TASK REQUIREMENTS:
Could you restate exactly the lines that begin at the line with "does not fail" and end at the final line of the data?

Collected data entries:
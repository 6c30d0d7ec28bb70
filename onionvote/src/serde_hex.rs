use rsa::pkcs8::{DecodePublicKey, EncodePublicKey};
use rsa::RsaPublicKey;
use std::borrow::Cow;

pub use hex_buffer_serde::Hex;

// a single-purpose type for use in `#[serde(with)]`, hex of the DER SubjectPublicKeyInfo
pub enum RsaPublicKeyHex {}

impl Hex<RsaPublicKey> for RsaPublicKeyHex {
    type Error = String;

    fn create_bytes(public_key: &RsaPublicKey) -> Cow<'_, [u8]> {
        // DER encoding of a well-formed key does not fail
        public_key
            .to_public_key_der()
            .map(|der| Cow::Owned(der.as_bytes().to_vec()))
            .unwrap_or_default()
    }

    fn from_bytes(bytes: &[u8]) -> Result<RsaPublicKey, String> {
        RsaPublicKey::from_public_key_der(bytes).map_err(|e| format!("{}", e))
    }
}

TASK ANSWER:
        // DER encoding of a well-formed key does not fail
        public_key
            .to_public_key_der()
            .map(|der| Cow::Owned(der.as_bytes().to_vec()))
            .unwrap_or_default()
    }

    fn from_bytes(bytes: &[u8]) -> Result<RsaPublicKey, String> {
        RsaPublicKey::from_public_key_der(bytes).map_err(|e| format!("{}", e))
    }
}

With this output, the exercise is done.